Besides the fact that each column included unnecessarily in the query can increase the size of the data processed (unless the database engine is smart to remove them), there can be also performance issues and/or optimizations involved. For example, if all the other columns are part of a covering index, the database engine might opt for a suboptimal index compared to the case in which the unnecessary columns are removed.

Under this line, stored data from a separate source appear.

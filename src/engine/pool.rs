// src/engine/pool.rs
//
// Background raster pool.
//
// One global rayon pool shared by every async bitmap request, created on
// first use with `BitmapConfig::raster_threads` threads. Changes to the
// configuration after initialization have no effect.

use crate::engine::config::config;
use rayon::ThreadPool;
use std::sync::OnceLock;
use tracing::warn;

/// Minimum number of raster threads when the configured pool cannot be built.
const MIN_RASTER_THREADS: usize = 1;

static RASTER_POOL: OnceLock<Option<ThreadPool>> = OnceLock::new();

fn build_pool(threads: usize) -> Result<ThreadPool, rayon::ThreadPoolBuildError> {
    rayon::ThreadPoolBuilder::new()
        .num_threads(threads)
        .thread_name(|i| format!("image-bitmap-raster#{i}"))
        .build()
}

/// The dedicated raster pool, or None if no pool could be built.
pub fn raster_pool() -> Option<&'static ThreadPool> {
    RASTER_POOL
        .get_or_init(|| {
            let threads = config().raster_threads;
            build_pool(threads)
                .or_else(|err| {
                    warn!(
                        target: "image_bitmap::tasks",
                        threads,
                        %err,
                        "raster pool build failed, retrying with minimum size"
                    );
                    build_pool(MIN_RASTER_THREADS)
                })
                .ok()
        })
        .as_ref()
}

/// Run `work` on a background raster thread.
///
/// Falls back to rayon's global pool when the dedicated one is unavailable.
pub fn spawn_raster(work: impl FnOnce() + Send + 'static) {
    match raster_pool() {
        Some(pool) => pool.spawn(work),
        None => rayon::spawn(work),
    }
}

#[cfg(test)]
mod tests {
    use super::*;
    use crossbeam_channel::bounded;
    use std::time::Duration;

    #[test]
    fn raster_work_runs_on_named_thread() {
        let (tx, rx) = bounded(1);
        spawn_raster(move || {
            let name = std::thread::current().name().map(str::to_string);
            let _ = tx.send(name);
        });
        let name = rx.recv_timeout(Duration::from_secs(10)).unwrap();
        if raster_pool().is_some() {
            assert!(name.unwrap().starts_with("image-bitmap-raster#"));
        }
    }

    #[test]
    fn pool_is_shared() {
        let a = raster_pool().map(|p| p as *const ThreadPool);
        let b = raster_pool().map(|p| p as *const ThreadPool);
        assert_eq!(a, b);
    }
}
// src/error.rs
//
// Unified error handling for image-bitmap
//
// Error Taxonomy:
// - UserError: Invalid options or arguments, recoverable
// - CodecError: Decode/resample issues
// - ResourceLimit: Overflow/allocation/dimension limits
// - InternalBug: Library bugs (should not happen)

use std::borrow::Cow;
use thiserror::Error;

/// Error taxonomy for callers that map failures onto their own exception types
///
/// - UserError: Invalid input, recoverable by the caller
/// - CodecError: Decode/resample issues
/// - ResourceLimit: Memory/overflow/dimension limits
/// - InternalBug: Library bugs (should not happen)
#[derive(Debug, Clone, Copy, PartialEq, Eq)]
#[repr(u32)]
pub enum ErrorCategory {
    /// Invalid input, recoverable by user
    UserError,
    /// Decode/resample issues
    CodecError,
    /// Memory/overflow/dimension limits
    ResourceLimit,
    /// Library bugs (should not happen)
    InternalBug,
}

impl ErrorCategory {
    /// Get string representation of error category
    pub fn as_str(&self) -> &'static str {
        match self {
            ErrorCategory::UserError => "UserError",
            ErrorCategory::CodecError => "CodecError",
            ErrorCategory::ResourceLimit => "ResourceLimit",
            ErrorCategory::InternalBug => "InternalBug",
        }
    }

    /// Get the IMAGE_BITMAP_* error code string for this category
    pub fn code(&self) -> &'static str {
        match self {
            ErrorCategory::UserError => "IMAGE_BITMAP_USER_ERROR",
            ErrorCategory::CodecError => "IMAGE_BITMAP_CODEC_ERROR",
            ErrorCategory::ResourceLimit => "IMAGE_BITMAP_RESOURCE_LIMIT",
            ErrorCategory::InternalBug => "IMAGE_BITMAP_INTERNAL_BUG",
        }
    }
}

/// image-bitmap error types
///
/// Every pipeline stage reports failure through one of these variants;
/// a stage never hands a partially built image to the next one.
#[derive(Debug, Clone, Error)]
pub enum BitmapError {
    // Configuration Errors
    #[error("Invalid ImageBitmap option {name}: '{value}'")]
    InvalidOption {
        name: Cow<'static, str>,
        value: Cow<'static, str>,
    },

    #[error("Invalid value for {name}: {value}. {reason}")]
    InvalidArgument {
        name: Cow<'static, str>,
        value: Cow<'static, str>,
        reason: Cow<'static, str>,
    },

    // Size Limit Errors
    #[error("Buffer size for {width}x{height} at {bytes_per_pixel} bytes per pixel overflows")]
    BufferSizeOverflow {
        width: u32,
        height: u32,
        bytes_per_pixel: u32,
    },

    #[error("Failed to allocate {bytes} bytes for a {width}x{height} buffer")]
    AllocationFailed { width: u32, height: u32, bytes: u64 },

    #[error("Image dimension {dimension} exceeds maximum {max}")]
    DimensionExceedsLimit { dimension: u32, max: u32 },

    #[error("Image pixel count {pixels} exceeds maximum {max}")]
    PixelCountExceedsLimit { pixels: u64, max: u64 },

    // Decode Errors
    #[error("Unsupported image format: {format}")]
    UnsupportedFormat { format: Cow<'static, str> },

    #[error("Failed to decode image: {message}")]
    DecodeFailed { message: Cow<'static, str> },

    // Stage Errors
    #[error("Resize failed ({source_width}x{source_height} -> {target_width}x{target_height}): {message}")]
    ResizeFailed {
        source_width: u32,
        source_height: u32,
        target_width: u32,
        target_height: u32,
        message: Cow<'static, str>,
    },

    #[error("Color conversion {from} -> {to} failed: {message}")]
    ColorConversionFailed {
        from: Cow<'static, str>,
        to: Cow<'static, str>,
        message: Cow<'static, str>,
    },

    #[error("Pixel data has {actual} bytes, expected {expected}")]
    InvalidPixelData { expected: u64, actual: u64 },

    #[error("Alpha disposition must be premultiply or unpremultiply")]
    InvalidAlphaDisposition,

    // State Errors
    #[error("Image source is not usable: {reason}")]
    SourceUnavailable { reason: Cow<'static, str> },

    #[error("ImageBitmap has been closed or transferred")]
    Neutered,

    #[error("Execution context was destroyed before the result was delivered")]
    ContextDestroyed,

    // Internal Errors
    #[error("Internal error: {message}")]
    InternalPanic { message: Cow<'static, str> },
}

// Constructor Helpers
impl BitmapError {
    pub fn invalid_option(
        name: impl Into<Cow<'static, str>>,
        value: impl Into<Cow<'static, str>>,
    ) -> Self {
        Self::InvalidOption {
            name: name.into(),
            value: value.into(),
        }
    }

    pub fn invalid_argument(
        name: impl Into<Cow<'static, str>>,
        value: impl Into<Cow<'static, str>>,
        reason: impl Into<Cow<'static, str>>,
    ) -> Self {
        Self::InvalidArgument {
            name: name.into(),
            value: value.into(),
            reason: reason.into(),
        }
    }

    pub fn buffer_size_overflow(width: u32, height: u32, bytes_per_pixel: u32) -> Self {
        Self::BufferSizeOverflow {
            width,
            height,
            bytes_per_pixel,
        }
    }

    pub fn allocation_failed(width: u32, height: u32, bytes: u64) -> Self {
        Self::AllocationFailed {
            width,
            height,
            bytes,
        }
    }

    pub fn dimension_exceeds_limit(dimension: u32, max: u32) -> Self {
        Self::DimensionExceedsLimit { dimension, max }
    }

    pub fn pixel_count_exceeds_limit(pixels: u64, max: u64) -> Self {
        Self::PixelCountExceedsLimit { pixels, max }
    }

    pub fn unsupported_format(format: impl Into<Cow<'static, str>>) -> Self {
        Self::UnsupportedFormat {
            format: format.into(),
        }
    }

    pub fn decode_failed(message: impl Into<Cow<'static, str>>) -> Self {
        Self::DecodeFailed {
            message: message.into(),
        }
    }

    pub fn resize_failed(
        source_dims: (u32, u32),
        target_dims: (u32, u32),
        message: impl Into<Cow<'static, str>>,
    ) -> Self {
        Self::ResizeFailed {
            source_width: source_dims.0,
            source_height: source_dims.1,
            target_width: target_dims.0,
            target_height: target_dims.1,
            message: message.into(),
        }
    }

    pub fn color_conversion_failed(
        from: impl Into<Cow<'static, str>>,
        to: impl Into<Cow<'static, str>>,
        message: impl Into<Cow<'static, str>>,
    ) -> Self {
        Self::ColorConversionFailed {
            from: from.into(),
            to: to.into(),
            message: message.into(),
        }
    }

    pub fn invalid_pixel_data(expected: u64, actual: u64) -> Self {
        Self::InvalidPixelData { expected, actual }
    }

    pub fn invalid_alpha_disposition() -> Self {
        Self::InvalidAlphaDisposition
    }

    pub fn source_unavailable(reason: impl Into<Cow<'static, str>>) -> Self {
        Self::SourceUnavailable {
            reason: reason.into(),
        }
    }

    pub fn neutered() -> Self {
        Self::Neutered
    }

    pub fn context_destroyed() -> Self {
        Self::ContextDestroyed
    }

    pub fn internal_panic(message: impl Into<Cow<'static, str>>) -> Self {
        Self::InternalPanic {
            message: message.into(),
        }
    }

    /// Check if this error is recoverable (caller can fix it)
    ///
    /// Consistent with category():
    /// - UserError and ResourceLimit errors are recoverable
    /// - CodecError and InternalBug errors are not
    pub fn is_recoverable(&self) -> bool {
        match self.category() {
            ErrorCategory::UserError | ErrorCategory::ResourceLimit => true,
            ErrorCategory::CodecError | ErrorCategory::InternalBug => false,
        }
    }

    /// Get the error category for this error
    pub fn category(&self) -> ErrorCategory {
        match self {
            // UserError: Invalid input, recoverable
            Self::InvalidOption { .. }
            | Self::InvalidArgument { .. }
            | Self::InvalidPixelData { .. }
            | Self::SourceUnavailable { .. }
            | Self::Neutered => ErrorCategory::UserError,

            // CodecError: Decode/resample issues
            Self::UnsupportedFormat { .. }
            | Self::DecodeFailed { .. }
            | Self::ResizeFailed { .. }
            | Self::ColorConversionFailed { .. } => ErrorCategory::CodecError,

            // ResourceLimit: the requested buffers do not fit
            Self::BufferSizeOverflow { .. }
            | Self::AllocationFailed { .. }
            | Self::DimensionExceedsLimit { .. }
            | Self::PixelCountExceedsLimit { .. }
            | Self::ContextDestroyed => ErrorCategory::ResourceLimit,

            // InternalBug: contract violations inside the library
            Self::InvalidAlphaDisposition | Self::InternalPanic { .. } => {
                ErrorCategory::InternalBug
            }
        }
    }
}

// Result type alias
pub type Result<T> = std::result::Result<T, BitmapError>;

#[cfg(test)]
mod tests {
    use super::*;

    #[test]
    fn test_error_display() {
        let err = BitmapError::invalid_option("imageOrientation", "sideways");
        assert!(err.to_string().contains("sideways"));
        assert!(err.to_string().contains("imageOrientation"));
    }

    #[test]
    fn test_error_recoverable() {
        assert!(BitmapError::invalid_option("premultiplyAlpha", "maybe").is_recoverable());
        assert!(BitmapError::buffer_size_overflow(65536, 65536, 4).is_recoverable());
        assert!(!BitmapError::decode_failed("test").is_recoverable());
        assert!(!BitmapError::internal_panic("test").is_recoverable());
        assert!(!BitmapError::invalid_alpha_disposition().is_recoverable());
    }

    #[test]
    fn test_error_category_mapping() {
        assert_eq!(
            BitmapError::invalid_argument("resizeWidth", "0", "must be non-zero").category(),
            ErrorCategory::UserError
        );
        assert_eq!(BitmapError::neutered().category(), ErrorCategory::UserError);
        assert_eq!(
            BitmapError::resize_failed((10, 10), (5, 5), "x").category(),
            ErrorCategory::CodecError
        );
        assert_eq!(
            BitmapError::color_conversion_failed("Srgb", "Rec2020", "x").category(),
            ErrorCategory::CodecError
        );
        assert_eq!(
            BitmapError::allocation_failed(1, 1, 4).category(),
            ErrorCategory::ResourceLimit
        );
        assert_eq!(
            BitmapError::pixel_count_exceeds_limit(10, 5).category(),
            ErrorCategory::ResourceLimit
        );
        assert_eq!(
            BitmapError::internal_panic("boom").category(),
            ErrorCategory::InternalBug
        );
    }

    #[test]
    fn test_error_codes() {
        assert_eq!(ErrorCategory::UserError.code(), "IMAGE_BITMAP_USER_ERROR");
        assert_eq!(ErrorCategory::ResourceLimit.as_str(), "ResourceLimit");
    }

    #[test]
    fn test_clone_preserves_fields() {
        let err = BitmapError::resize_failed((100, 100), (50, 50), "boom");
        let cloned = err.clone();
        assert_eq!(err.to_string(), cloned.to_string());
    }
}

Conversely, some columns are helpful to troubleshoot the logic (and that's why the Source column was considered) even if they aren't considered in the final output or the logic. It doesn't make sense to bring the query version with the respective fields into production, even if this would mean to have maybe a second version of the query used only for troubleshooting needs. Commenting the unnecessary columns could be a better choice, even if it's not recommended in general as too many such comments can obfuscate the case.

Rewriting the Query

With the above input the query can be rewritten as follows:

-- Products in open orders (modified query)
SELECT ITM.ProductId                                  
, ITM.ProductNumber
, ITM.Name 
, ITM.Color 
, ITM.Style 
, ITM.Size
FROM Production.Product ITM
WHERE EXISTS (										            
	-- Open Purchase orders 
	SELECT POL.ProductId
	FROM Purchasing.PurchaseOrderDetail POL                 
	     JOIN Purchasing.PurchaseOrderHeader POH      
		  ON POL.PurchaseOrderID = POH.PurchaseOrderID
	WHERE POH.Status = 1 
	  AND ITM.ProductID = POL.ProductID
	)
 OR EXISTS (				                                    
	-- Open Sales orders 
	SELECT SOL.ProductId
	FROM Sales.SalesOrderDetail SOL
	     JOIN Sales.SalesOrderHeader SOH
		  ON SOL.SalesOrderID = SOH.SalesOrderID
	WHERE SOH.Status IN (1, 2)
	  AND ITM.ProductID = SOL.ProductID
	)	                           
ORDER BY ITM.ProductNumber			                           
, ITM.Color 
, ITM.Style 
, ITM.Size

Please note that in general to each rule there are also exceptions which should be considered against one's common sense. When the benefit of addressing an antipattern is neglectable compared with the effort involved and the logic doesn't create any issues, probably it's better to let the code as it. One can still reconsider the antipatterns later with the next refactoring opportunity.

There are zealous data professionals who treat minor inconveniences (e.g. not using upper case for SQL reserved words, alternate code formatting, alternative writing of words, especially function names, different indentation, the use of "--" for commenting within a query, etc.) as antipatterns. Use your common sense and evaluate the effort against the benefits or risks and, not less important, be patient with others' mistakes!

Happy coding!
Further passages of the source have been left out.